**Task prompt:**
Without skipping anything, print all of the data exactly.

**Supplied entries:**

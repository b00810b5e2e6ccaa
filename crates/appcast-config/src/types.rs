//! Configuration types for the appcast signing tools.
//!
//! Every section implements [`Default`] so that a missing file, a missing
//! section or a bare `[section]` header all produce a working configuration.

use std::path::{Path, PathBuf};

use serde::{Deserialize, Serialize};

/// Root configuration.
#[derive(Debug, Clone, Default, PartialEq, Eq, Serialize, Deserialize)]
#[serde(default, deny_unknown_fields)]
pub struct SignerConfig {
    /// Secret source and asset discovery.
    pub signing: SigningSection,
    /// Appcast documents to patch.
    pub feeds: FeedsSection,
    /// Output file names for key generation.
    pub keys: KeysSection,
    /// Log level and format.
    pub logging: LoggingSection,
}

/// `[signing]`
#[derive(Debug, Clone, PartialEq, Eq, Serialize, Deserialize)]
#[serde(default, deny_unknown_fields)]
pub struct SigningSection {
    /// Environment variable holding the base64 private key.
    pub secret_env: String,
    /// Directory holding the release assets.
    pub assets_dir: PathBuf,
    /// File extensions to sign, without the leading dot.
    pub extensions: Vec<String>,
    /// Signature map output. Relative paths resolve against the assets dir.
    pub signatures_file: PathBuf,
}

impl Default for SigningSection {
    fn default() -> Self {
        Self {
            secret_env: "SPARKLE_PRIVATE_KEY".to_owned(),
            assets_dir: PathBuf::from("dist"),
            extensions: vec!["zip".to_owned(), "dmg".to_owned()],
            signatures_file: PathBuf::from("signatures.json"),
        }
    }
}

impl SigningSection {
    /// Where the signature map goes for a run over `assets_dir`.
    #[must_use]
    pub fn signatures_path(&self, assets_dir: &Path) -> PathBuf {
        if self.signatures_file.is_absolute() {
            self.signatures_file.clone()
        } else {
            assets_dir.join(&self.signatures_file)
        }
    }
}

/// `[feeds]`
#[derive(Debug, Clone, PartialEq, Eq, Serialize, Deserialize)]
#[serde(default, deny_unknown_fields)]
pub struct FeedsSection {
    /// Feed documents. Missing files are skipped at run time.
    pub paths: Vec<PathBuf>,
}

impl Default for FeedsSection {
    fn default() -> Self {
        Self {
            paths: vec![
                PathBuf::from("docs/appcast.xml"),
                PathBuf::from("docs/appcast-beta.xml"),
            ],
        }
    }
}

/// `[keys]`
///
/// Plain file names, written inside the key generator's output directory.
#[derive(Debug, Clone, PartialEq, Eq, Serialize, Deserialize)]
#[serde(default, deny_unknown_fields)]
pub struct KeysSection {
    /// Private key file (mode 0600).
    pub private_key_file: String,
    /// Public key file.
    pub public_key_file: String,
    /// Secret-store setup guide (mode 0600; it embeds the private key).
    pub guide_file: String,
    /// `Info.plist` snippet.
    pub snippet_file: String,
}

impl Default for KeysSection {
    fn default() -> Self {
        Self {
            private_key_file: "sparkle_private_key.txt".to_owned(),
            public_key_file: "sparkle_public_key.txt".to_owned(),
            guide_file: "github_secrets_setup.md".to_owned(),
            snippet_file: "sparkle_info_plist_snippet.xml".to_owned(),
        }
    }
}

/// `[logging]`
#[derive(Debug, Clone, PartialEq, Eq, Serialize, Deserialize)]
#[serde(default, deny_unknown_fields)]
pub struct LoggingSection {
    /// Minimum level: `trace`, `debug`, `info`, `warn` or `error`.
    pub level: String,
    /// Output format: `pretty`, `compact`, `json` or `full`.
    pub format: String,
}

impl Default for LoggingSection {
    fn default() -> Self {
        Self {
            level: "warn".to_owned(),
            format: "compact".to_owned(),
        }
    }
}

**Answer box:**
repository b00810b5e2e6ccaa
filename crates/appcast-config/src/types.rs
//! Configuration types for the appcast signing tools.
//!
//! Every section implements [`Default`] so that a missing file, a missing
//! section or a bare `[section]` header all produce a working configuration.

use std::path::{Path, PathBuf};

use serde::{Deserialize, Serialize};

/// Root configuration.
#[derive(Debug, Clone, Default, PartialEq, Eq, Serialize, Deserialize)]
#[serde(default, deny_unknown_fields)]
pub struct SignerConfig {
    /// Secret source and asset discovery.
    pub signing: SigningSection,
    /// Appcast documents to patch.
    pub feeds: FeedsSection,
    /// Output file names for key generation.
    pub keys: KeysSection,
    /// Log level and format.
    pub logging: LoggingSection,
}

/// `[signing]`
#[derive(Debug, Clone, PartialEq, Eq, Serialize, Deserialize)]
#[serde(default, deny_unknown_fields)]
pub struct SigningSection {
    /// Environment variable holding the base64 private key.
    pub secret_env: String,
    /// Directory holding the release assets.
    pub assets_dir: PathBuf,
    /// File extensions to sign, without the leading dot.
    pub extensions: Vec<String>,
    /// Signature map output. Relative paths resolve against the assets dir.
    pub signatures_file: PathBuf,
}

impl Default for SigningSection {
    fn default() -> Self {
        Self {
            secret_env: "SPARKLE_PRIVATE_KEY".to_owned(),
            assets_dir: PathBuf::from("dist"),
            extensions: vec!["zip".to_owned(), "dmg".to_owned()],
            signatures_file: PathBuf::from("signatures.json"),
        }
    }
}

impl SigningSection {
    /// Where the signature map goes for a run over `assets_dir`.
    #[must_use]
    pub fn signatures_path(&self, assets_dir: &Path) -> PathBuf {
        if self.signatures_file.is_absolute() {
            self.signatures_file.clone()
        } else {
            assets_dir.join(&self.signatures_file)
        }
    }
}

/// `[feeds]`
#[derive(Debug, Clone, PartialEq, Eq, Serialize, Deserialize)]
#[serde(default, deny_unknown_fields)]
pub struct FeedsSection {
    /// Feed documents. Missing files are skipped at run time.
    pub paths: Vec<PathBuf>,
}

impl Default for FeedsSection {
    fn default() -> Self {
        Self {
            paths: vec![
                PathBuf::from("docs/appcast.xml"),
                PathBuf::from("docs/appcast-beta.xml"),
            ],
        }
    }
}

/// `[keys]`
///
/// Plain file names, written inside the key generator's output directory.
#[derive(Debug, Clone, PartialEq, Eq, Serialize, Deserialize)]
#[serde(default, deny_unknown_fields)]
pub struct KeysSection {
    /// Private key file (mode 0600).
    pub private_key_file: String,
    /// Public key file.
    pub public_key_file: String,
    /// Secret-store setup guide (mode 0600; it embeds the private key).
    pub guide_file: String,
    /// `Info.plist` snippet.
    pub snippet_file: String,
}

impl Default for KeysSection {
    fn default() -> Self {
        Self {
            private_key_file: "sparkle_private_key.txt".to_owned(),
            public_key_file: "sparkle_public_key.txt".to_owned(),
            guide_file: "github_secrets_setup.md".to_owned(),
            snippet_file: "sparkle_info_plist_snippet.xml".to_owned(),
        }
    }
}

/// `[logging]`
#[derive(Debug, Clone, PartialEq, Eq, Serialize, Deserialize)]
#[serde(default, deny_unknown_fields)]
pub struct LoggingSection {
    /// Minimum level: `trace`, `debug`, `info`, `warn` or `error`.
    pub level: String,
    /// Output format: `pretty`, `compact`, `json` or `full`.
    pub format: String,
}

impl Default for LoggingSection {
    fn default() -> Self {
        Self {
            level: "warn".to_owned(),
            format: "compact".to_owned(),
        }
    }
}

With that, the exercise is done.